William Turner (12 November 1789 – 7 August 1862) was an English painter who specialised in watercolour landscapes. He was a contemporary of the more famous artist J. M. W. Turner and his style was not dissimilar. He is often known as William Turner of Oxford or just Turner of Oxford to distinguish him from his better known namesake. Many of Turner's paintings depicted the countryside around Oxford. One of his best known pictures is a view of the city of Oxford from Hinksey Hill.
In 1895 the Ashmolean Museum in Oxford held a retrospective exhibition of his work. Some of his paintings are still on permanent display at the museum. In 1984 the Oxfordshire County Council presented his work in an exhibition at the Oxfordshire County Museum in Woodstock. His paintings are also held in national and international collections, for example at the Tate Gallery (London, UK), the Metropolitan Museum of Art (New York City, U.S.) and the Dunedin Public Art Gallery (New Zealand).
Turner was born at White Bourton, Oxfordshire. He was the eldest of three children, and had two younger sisters. His father died in 1791, and was raised during this early part of his life by his mother. In 1803 he went to live with his uncle, also called Willam Turner. Initially they lived in Burford but in 1804 moved to the manor house at Shipton-on-Cherwell.
Because of his interest in drawing, Turner joined John Varley in London. In 1807 he had his first exhibition at the Royal Academy.
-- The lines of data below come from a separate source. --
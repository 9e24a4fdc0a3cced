use futures::{StreamExt, future, stream};
use reqwest::Client;
use std::time::Instant;
use tracing::{debug, info, warn};

use crate::config::FetchConfig;
use crate::source::{
    FallbackCdn, FetchContext, OfficialApi, PrimaryMirror, ProxyMirror, Retrieved, Source,
    SourceTag,
};

/// The winning source and its open stream.
#[derive(Debug)]
pub struct Resolved {
    pub source: SourceTag,
    pub retrieved: Retrieved,
}

/// Tries sources one at a time, in order, and stops at the first success.
pub struct SourceResolver {
    sources: Vec<Box<dyn Source>>,
}

impl SourceResolver {
    /// Primary mirror, proxy mirror, official API, fallback CDN.
    pub fn from_config(client: Client, config: &FetchConfig) -> Self {
        Self::with_sources(vec![
            Box::new(PrimaryMirror::new(client.clone(), config)),
            Box::new(ProxyMirror::new(client.clone(), config)),
            Box::new(OfficialApi::new(client.clone(), config)),
            Box::new(FallbackCdn::new(client, config)),
        ])
    }

    pub fn with_sources(sources: Vec<Box<dyn Source>>) -> Self {
        Self { sources }
    }

    /// Order in which sources are attempted.
    pub fn order(&self) -> Vec<SourceTag> {
        self.sources.iter().map(|s| s.tag()).collect()
    }

    /// `None` once every source has reported the asset unavailable.
    pub async fn resolve(&self, ctx: &FetchContext) -> Option<Resolved> {
        let attempts = stream::iter(&self.sources)
            .then(|source| attempt(source.as_ref(), ctx))
            .filter_map(future::ready);
        let mut attempts = std::pin::pin!(attempts);
        attempts.next().await
    }
}

async fn attempt(source: &dyn Source, ctx: &FetchContext) -> Option<Resolved> {
    let tag = source.tag();
    let start = Instant::now();
    match source.retrieve(ctx).await {
        Ok(retrieved) => {
            info!(
                id = %ctx.id,
                source = %tag,
                needs_processing = retrieved.needs_processing,
                elapsed_ms = start.elapsed().as_millis() as u64,
                "source supplied asset"
            );
            Some(Resolved {
                source: tag,
                retrieved,
            })
        }
        Err(e) if e.is_skip() => {
            debug!(id = %ctx.id, source = %tag, reason = %e, "source skipped");
            None
        }
        Err(e) => {
            warn!(
                id = %ctx.id,
                source = %tag,
                error = %e,
                elapsed_ms = start.elapsed().as_millis() as u64,
                "source unavailable, trying next"
            );
            None
        }
    }
}
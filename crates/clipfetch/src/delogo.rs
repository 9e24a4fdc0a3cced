//! Watermark removal through ffmpeg's `delogo` filter.

use process_utils::{ProcessOutcome, run_with_timeout, tokio_command};
use std::ffi::OsString;
use std::path::Path;
use std::time::{Duration, Instant};
use tracing::{debug, error, info, warn};

use crate::config::FetchConfig;
use crate::error::FetchError;
use crate::temp::TempFile;

/// Blurs a 150x50 box anchored 160px from the right and 60px from the
/// bottom of the frame, where the mark sits at every resolution.
pub const DELOGO_FILTER: &str = "delogo=x=iw-160:y=ih-60:w=150:h=50";

const STDERR_TAIL: usize = 512;

pub struct WatermarkRemover {
    ffmpeg_path: String,
    timeout: Duration,
}

impl WatermarkRemover {
    pub fn new(ffmpeg_path: impl Into<String>, timeout: Duration) -> Self {
        Self {
            ffmpeg_path: ffmpeg_path.into(),
            timeout,
        }
    }

    pub fn from_config(config: &FetchConfig) -> Self {
        Self::new(config.ffmpeg_path.clone(), config.ffmpeg_timeout)
    }

    /// Re-encode video through the filter, copy audio untouched.
    pub fn args(input: &Path, output: &Path) -> Vec<OsString> {
        let mut args: Vec<OsString> = ["-y", "-hide_banner", "-loglevel", "error", "-i"]
            .into_iter()
            .map(OsString::from)
            .collect();
        args.push(input.as_os_str().to_owned());
        args.extend(
            [
                "-vf",
                DELOGO_FILTER,
                "-c:v",
                "libx264",
                "-preset",
                "veryfast",
                "-c:a",
                "copy",
            ]
            .into_iter()
            .map(OsString::from),
        );
        args.push(output.as_os_str().to_owned());
        args
    }

    /// Run the filter from `input` into `output`.
    ///
    /// `input` is deleted whatever happens. On failure `output` is deleted
    /// as well and only a generic [`FetchError::ProcessingFailed`] is returned.
    pub async fn remove(&self, input: TempFile, mut output: TempFile) -> Result<TempFile, FetchError> {
        let start = Instant::now();
        info!(
            input = %input.path().display(),
            output = %output.path().display(),
            "removing watermark"
        );

        let mut cmd = tokio_command(&self.ffmpeg_path);
        cmd.args(Self::args(input.path(), output.path()))
            .env("LC_ALL", "C");
        let outcome = run_with_timeout(&mut cmd, self.timeout).await;

        if let Err(e) = input.delete().await {
            warn!(error = %e, "failed to delete processing input");
        }

        let succeeded = match outcome {
            Ok(ProcessOutcome::Exited(out)) if out.status.success() => {
                debug!(stderr = %tail(&out.stderr), "ffmpeg finished");
                true
            }
            Ok(ProcessOutcome::Exited(out)) => {
                error!(
                    code = out.status.code().unwrap_or(-1),
                    stderr = %tail(&out.stderr),
                    "ffmpeg failed"
                );
                false
            }
            Ok(ProcessOutcome::TimedOut) => {
                error!(timeout_secs = self.timeout.as_secs(), "ffmpeg timed out");
                false
            }
            Err(e) => {
                error!(ffmpeg = %self.ffmpeg_path, error = %e, "failed to run ffmpeg");
                false
            }
        };

        let produced = succeeded && tokio::fs::metadata(output.path()).await.is_ok();
        if !produced {
            if succeeded {
                error!(path = %output.path().display(), "ffmpeg exited cleanly without output");
            }
            if let Err(e) = output.delete().await {
                warn!(error = %e, "failed to delete processing output");
            }
            return Err(FetchError::ProcessingFailed);
        }

        output.finalize();
        info!(
            elapsed_ms = start.elapsed().as_millis() as u64,
            "watermark removed"
        );
        Ok(output)
    }
}

fn tail(bytes: &[u8]) -> String {
    let text = String::from_utf8_lossy(bytes);
    let text = text.trim();
    let start = text
        .char_indices()
        .rev()
        .nth(STDERR_TAIL)
        .map(|(i, _)| i)
        .unwrap_or(0);
    text[start..].to_owned()
}

#[cfg(test)]
pub(crate) mod test_support {
    use std::path::{Path, PathBuf};

    /// Write an executable shell script standing in for ffmpeg.
    #[cfg(unix)]
    pub fn fake_ffmpeg(dir: &Path, body: &str) -> PathBuf {
        use std::os::unix::fs::PermissionsExt;

        let path = dir.join("fake-ffmpeg.sh");
        std::fs::write(&path, format!("#!/bin/sh\n{body}\n")).unwrap();
        std::fs::set_permissions(&path, std::fs::Permissions::from_mode(0o755)).unwrap();
        path
    }

    /// Writes "processed" to its last argument.
    pub const SUCCEEDS: &str = r#"for last; do :; done
printf processed > "$last""#;

    /// Leaves a partial output behind and fails.
    pub const FAILS: &str = r#"for last; do :; done
printf partial > "$last"
exit 1"#;

    pub const HANGS: &str = "sleep 5";
}

#[cfg(all(test, unix))]
mod tests {
    use super::test_support::*;
    use super::*;
    use crate::temp::TempState;

    fn files(dir: &Path) -> (TempFile, TempFile) {
        let input = TempFile::new(dir.join("in.mp4"));
        std::fs::write(input.path(), b"raw").unwrap();
        (input, TempFile::new(dir.join("out.mp4")))
    }

    #[test]
    fn test_args_shape() {
        let args = WatermarkRemover::args(Path::new("/t/in.mp4"), Path::new("/t/out.mp4"));
        let args: Vec<&str> = args.iter().map(|a| a.to_str().unwrap()).collect();
        let vf = args.iter().position(|a| *a == "-vf").unwrap();
        assert_eq!(args[vf + 1], "delogo=x=iw-160:y=ih-60:w=150:h=50");
        let ca = args.iter().position(|a| *a == "-c:a").unwrap();
        assert_eq!(args[ca + 1], "copy");
        let input = args.iter().position(|a| *a == "-i").unwrap();
        assert_eq!(args[input + 1], "/t/in.mp4");
        assert_eq!(*args.last().unwrap(), "/t/out.mp4");
    }

    #[tokio::test]
    async fn test_success_keeps_only_output() {
        let dir = tempfile::tempdir().unwrap();
        let ffmpeg = fake_ffmpeg(dir.path(), SUCCEEDS);
        let (input, output) = files(dir.path());
        let input_path = input.path().to_path_buf();

        let remover = WatermarkRemover::new(ffmpeg.to_string_lossy(), Duration::from_secs(10));
        let output = remover.remove(input, output).await.unwrap();

        assert!(!input_path.exists());
        assert_eq!(output.state(), TempState::Finalized);
        assert_eq!(std::fs::read(output.path()).unwrap(), b"processed");
    }

    #[tokio::test]
    async fn test_failure_removes_both_files() {
        let dir = tempfile::tempdir().unwrap();
        let ffmpeg = fake_ffmpeg(dir.path(), FAILS);
        let (input, output) = files(dir.path());
        let (input_path, output_path) = (input.path().to_path_buf(), output.path().to_path_buf());

        let remover = WatermarkRemover::new(ffmpeg.to_string_lossy(), Duration::from_secs(10));
        let err = remover.remove(input, output).await.unwrap_err();

        assert!(matches!(err, FetchError::ProcessingFailed));
        assert!(!input_path.exists());
        assert!(!output_path.exists());
    }

    #[tokio::test]
    async fn test_timeout_fails() {
        let dir = tempfile::tempdir().unwrap();
        let ffmpeg = fake_ffmpeg(dir.path(), HANGS);
        let (input, output) = files(dir.path());
        let input_path = input.path().to_path_buf();

        let remover = WatermarkRemover::new(ffmpeg.to_string_lossy(), Duration::from_millis(200));
        let err = remover.remove(input, output).await.unwrap_err();

        assert!(matches!(err, FetchError::ProcessingFailed));
        assert!(!input_path.exists());
    }

    #[tokio::test]
    async fn test_missing_binary_fails() {
        let dir = tempfile::tempdir().unwrap();
        let (input, output) = files(dir.path());
        let input_path = input.path().to_path_buf();

        let remover = WatermarkRemover::new("/nonexistent/ffmpeg", Duration::from_secs(1));
        assert!(remover.remove(input, output).await.is_err());
        assert!(!input_path.exists());
    }

    #[test]
    fn test_tail_keeps_end() {
        let long = "x".repeat(2000) + "END";
        let t = tail(long.as_bytes());
        assert!(t.ends_with("END"));
        assert!(t.len() <= STDERR_TAIL + 1);
    }
}
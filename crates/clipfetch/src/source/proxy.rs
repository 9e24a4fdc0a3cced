use async_trait::async_trait;
use reqwest::Client;
use tracing::debug;

use super::{FetchContext, RetrievalOutcome, Retrieved, Source, SourceTag, ensure_video, send};
use crate::config::FetchConfig;
use crate::error::SourceError;

/// Correlation header carrying the request hash.
pub const REQUEST_ID_HEADER: &str = "X-Request-ID";

/// Proxy that fetches the clean asset on our behalf.
pub struct ProxyMirror {
    client: Client,
    config: FetchConfig,
}

impl ProxyMirror {
    pub fn new(client: Client, config: &FetchConfig) -> Self {
        Self {
            client,
            config: config.clone(),
        }
    }
}

#[async_trait]
impl Source for ProxyMirror {
    fn tag(&self) -> SourceTag {
        SourceTag::ProxyMirror
    }

    async fn retrieve(&self, ctx: &FetchContext) -> RetrievalOutcome {
        let Some(url) = self.config.proxy_url(&ctx.id) else {
            return Err(SourceError::NotConfigured {
                source_tag: self.tag(),
            });
        };
        debug!(url = %url, hash = %ctx.hash, "requesting proxy mirror");

        let request = self
            .client
            .get(&url)
            .header(REQUEST_ID_HEADER, ctx.hash.as_str());
        let response = send(request, &url, self.config.http_timeout).await?;
        ensure_video(&response, &url)?;
        Ok(Retrieved::from_response(response, false))
    }
}
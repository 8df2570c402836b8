//! Mempool instrument set

use crate::error::MetricsResult;
use crate::instrument::{Counter, Gauge, Histogram, NoopCounter, NoopGauge, NoopHistogram};
use crate::labels::Labels;
use crate::registry::MetricsRegistry;
use prometheus::core::Collector;
use prometheus::{HistogramOpts, IntCounter, IntGauge, Opts};
use std::sync::Arc;
use tracing::debug;

/// Subsystem shared by every metric in this set
pub const METRICS_SUBSYSTEM: &str = "mempool";

/// First bucket boundary of the transaction size histogram
const TX_SIZE_BUCKET_START: f64 = 1.0;
/// Growth factor between consecutive bucket boundaries
const TX_SIZE_BUCKET_FACTOR: f64 = 3.0;
/// Number of bucket boundaries
const TX_SIZE_BUCKET_COUNT: usize = 17;

/// Bucket boundaries of the `tx_size_bytes` histogram: 1, 3, 9, ..., 3^16
pub fn tx_size_buckets() -> Vec<f64> {
    let mut buckets = Vec::with_capacity(TX_SIZE_BUCKET_COUNT);
    let mut bound = TX_SIZE_BUCKET_START;
    for _ in 0..TX_SIZE_BUCKET_COUNT {
        buckets.push(bound);
        bound *= TX_SIZE_BUCKET_FACTOR;
    }
    buckets
}

/// Metrics exposed by the mempool.
///
/// Built once per pool instance, either against a registry with
/// [`MempoolMetrics::prometheus`] or detached with [`MempoolMetrics::noop`].
/// Clones share the same instruments.
#[derive(Clone)]
pub struct MempoolMetrics {
    /// Number of uncommitted transactions
    pub size: Arc<dyn Gauge>,
    /// Histogram of transaction sizes, in bytes
    pub tx_size_bytes: Arc<dyn Histogram>,
    /// Transactions rejected by the application during check or recheck
    pub failed_txs: Arc<dyn Counter>,
    /// Valid transactions evicted to make room for higher priority ones
    pub evicted_txs: Arc<dyn Counter>,
    /// Transactions that made it into a committed block
    pub successful_txs: Arc<dyn Counter>,
    /// Number of recheck passes over the pool
    pub recheck_times: Arc<dyn Counter>,
    /// Transactions received that were already in the pool
    pub already_seen_txs: Arc<dyn Counter>,
}

impl MempoolMetrics {
    /// Build the set on the Prometheus backend and register it with `registry`.
    ///
    /// Every series is named `<namespace>_mempool_<metric>` and carries the
    /// constant labels given as an alternating `key, value, ...` sequence.
    ///
    /// Fails without registering anything if the sequence has odd length or a
    /// repeated key. Building a second set with the same namespace and label
    /// values on the same registry fails with
    /// [`MetricsError::AlreadyRegistered`](crate::MetricsError::AlreadyRegistered)
    /// and leaves the registry as it was.
    pub fn prometheus<S: AsRef<str>>(
        registry: &MetricsRegistry,
        namespace: &str,
        labels_and_values: &[S],
    ) -> MetricsResult<Self> {
        let labels = Labels::from_pairs(labels_and_values)?;
        let const_labels = labels.to_const_labels();

        let opts = |name: &str, help: &str| {
            Opts::new(name, help)
                .namespace(namespace)
                .subsystem(METRICS_SUBSYSTEM)
                .const_labels(const_labels.clone())
        };

        let size = IntGauge::with_opts(opts(
            "size",
            "Size of the mempool (number of uncommitted transactions).",
        ))?;
        let tx_size_bytes = prometheus::Histogram::with_opts(
            HistogramOpts::new("tx_size_bytes", "Transaction sizes in bytes.")
                .namespace(namespace)
                .subsystem(METRICS_SUBSYSTEM)
                .const_labels(const_labels.clone())
                .buckets(tx_size_buckets()),
        )?;
        let failed_txs = IntCounter::with_opts(opts("failed_txs", "Number of failed transactions."))?;
        let evicted_txs =
            IntCounter::with_opts(opts("evicted_txs", "Number of evicted transactions."))?;
        let successful_txs = IntCounter::with_opts(opts(
            "successful_txs",
            "Number of transactions that successfully made it into a block.",
        ))?;
        let recheck_times = IntCounter::with_opts(opts(
            "recheck_times",
            "Number of times transactions are rechecked in the mempool.",
        ))?;
        let already_seen_txs = IntCounter::with_opts(opts(
            "already_seen_txs",
            "Number of transactions that entered the mempool but were already present in the mempool.",
        ))?;

        let fq = |name: &str| {
            if namespace.is_empty() {
                format!("{}_{}", METRICS_SUBSYSTEM, name)
            } else {
                format!("{}_{}_{}", namespace, METRICS_SUBSYSTEM, name)
            }
        };
        let collectors: Vec<(String, Box<dyn Collector>)> = vec![
            (fq("size"), Box::new(size.clone())),
            (fq("tx_size_bytes"), Box::new(tx_size_bytes.clone())),
            (fq("failed_txs"), Box::new(failed_txs.clone())),
            (fq("evicted_txs"), Box::new(evicted_txs.clone())),
            (fq("successful_txs"), Box::new(successful_txs.clone())),
            (fq("recheck_times"), Box::new(recheck_times.clone())),
            (fq("already_seen_txs"), Box::new(already_seen_txs.clone())),
        ];
        registry.register_all(collectors)?;

        debug!(
            namespace,
            labels = labels.len(),
            "registered mempool metrics with prometheus backend"
        );

        Ok(Self {
            size: Arc::new(size),
            tx_size_bytes: Arc::new(tx_size_bytes),
            failed_txs: Arc::new(failed_txs),
            evicted_txs: Arc::new(evicted_txs),
            successful_txs: Arc::new(successful_txs),
            recheck_times: Arc::new(recheck_times),
            already_seen_txs: Arc::new(already_seen_txs),
        })
    }

    /// Build the set on a backend that discards every write.
    ///
    /// Registers nothing; safe to call any number of times.
    pub fn noop() -> Self {
        Self {
            size: Arc::new(NoopGauge),
            tx_size_bytes: Arc::new(NoopHistogram),
            failed_txs: Arc::new(NoopCounter),
            evicted_txs: Arc::new(NoopCounter),
            successful_txs: Arc::new(NoopCounter),
            recheck_times: Arc::new(NoopCounter),
            already_seen_txs: Arc::new(NoopCounter),
        }
    }
}

impl Default for MempoolMetrics {
    fn default() -> Self {
        Self::noop()
    }
}

impl std::fmt::Debug for MempoolMetrics {
    fn fmt(&self, f: &mut std::fmt::Formatter<'_>) -> std::fmt::Result {
        f.debug_struct("MempoolMetrics").finish_non_exhaustive()
    }
}

#[cfg(test)]
mod tests {
    use super::*;
    use crate::error::MetricsError;

    #[test]
    fn test_tx_size_buckets() {
        let buckets = tx_size_buckets();
        assert_eq!(buckets.len(), 17);
        assert_eq!(buckets[0], 1.0);
        assert_eq!(buckets[1], 3.0);
        assert_eq!(buckets[2], 9.0);
        assert_eq!(buckets[16], 43_046_721.0);
    }

    #[test]
    fn test_buckets_match_prometheus_helper() {
        let expected = prometheus::exponential_buckets(1.0, 3.0, 17).unwrap();
        assert_eq!(tx_size_buckets(), expected);
    }

    #[test]
    fn test_prometheus_registers_seven_series() {
        let registry = MetricsRegistry::new();
        let _metrics = MempoolMetrics::prometheus::<&str>(&registry, "bach", &[]).unwrap();
        assert_eq!(registry.gather().len(), 7);
    }

    #[test]
    fn test_odd_labels_register_nothing() {
        let registry = MetricsRegistry::new();
        let err = MempoolMetrics::prometheus(&registry, "bach", &["chain_id"]).unwrap_err();
        assert!(matches!(err, MetricsError::OddLabelValues { len: 1 }));
        assert!(registry.gather().is_empty());
    }

    #[test]
    fn test_invalid_namespace_rejected() {
        let registry = MetricsRegistry::new();
        let err = MempoolMetrics::prometheus::<&str>(&registry, "bad-namespace", &[]).unwrap_err();
        assert!(matches!(err, MetricsError::Prometheus(_)));
        assert!(registry.gather().is_empty());
    }

    #[test]
    fn test_noop_is_detached() {
        let metrics = MempoolMetrics::noop();
        metrics.size.set(12);
        metrics.tx_size_bytes.observe(250.0);
        metrics.failed_txs.inc();
        metrics.already_seen_txs.inc_by(3);
        let _again = MempoolMetrics::default();
    }
}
He was elected as a full member of the Watercolour Society in 1808 and for the rest of his life participated in their yearly exhibitions.
In 1801 Turner returned to Oxfordshire. He lived in Woodstock until 1811. After that he lived in and around Oxford. In 1824 Turner married Elizabeth Ilott at Shipton-on-Cherwell and lived at London Road, St Clement's. From 1853 onwards he lived at 16 St John Street in central Oxford.
In 1831 the parish church at Shipton-on-Cherwell was demolished and a Georgian Gothic Revival church designed in a Decorated Gothic style by William Turner was built in its place.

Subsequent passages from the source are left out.